### Exercise prompt
From the records, pick out and copy each line containing "PlanningWindow".

### Data for review
+ + + + + + +
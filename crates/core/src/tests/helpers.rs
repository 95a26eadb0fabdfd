// Copyright (C) 2026 Fred Clausen
// Use of this source code is governed by an MIT-style
// license that can be found in the LICENSE file or at
// https://opensource.org/licenses/MIT.

use crate::Schedule;
use leave_planner_domain::{Calendar, OffDaySet, PlanningWindow, WeekendDays};
use time::Date;

pub fn create_test_calendar(start: Date, end: Date, holidays: &[Date]) -> Calendar {
    create_test_calendar_with_weekend(start, end, holidays, WeekendDays::default())
}

pub fn create_test_calendar_with_weekend(
    start: Date,
    end: Date,
    holidays: &[Date],
    weekend: WeekendDays,
) -> Calendar {
    let window: PlanningWindow = PlanningWindow::new(start, end).unwrap();
    let off_days: OffDaySet = OffDaySet::new(holidays.iter().copied(), Vec::new());
    Calendar::build(window, &off_days, weekend)
}

/// Checks every structural invariant a schedule must satisfy.
pub fn assert_schedule_invariants(schedule: &Schedule, budget: u32) {
    assert!(schedule.leave_days_used <= budget);
    assert_eq!(
        schedule.leave_days_used,
        schedule
            .periods
            .iter()
            .map(|period| period.leave_days_used)
            .sum::<u32>()
    );

    for pair in schedule.periods.windows(2) {
        assert!(pair[0].start <= pair[1].start, "periods must be sorted");
        assert!(pair[0].end < pair[1].start, "periods must not overlap");
    }

    for period in &schedule.periods {
        let spanned: i64 = (period.end - period.start).whole_days() + 1;
        assert_eq!(i64::from(period.total_days), spanned);
        assert_eq!(
            period.total_days,
            period.leave_days_used + period.weekend_days + period.holiday_days
        );
        if period.leave_days_used > 0 {
            let expected: f64 = f64::from(period.total_days) / f64::from(period.leave_days_used);
            assert!((period.efficiency - expected).abs() < f64::EPSILON);
        }
        assert!(schedule.window.contains(period.start));
        assert!(schedule.window.contains(period.end));
    }
}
+ + + + + + +
### Expected answer
use leave_planner_domain::{Calendar, OffDaySet, PlanningWindow, WeekendDays};
    let window: PlanningWindow = PlanningWindow::new(start, end).unwrap();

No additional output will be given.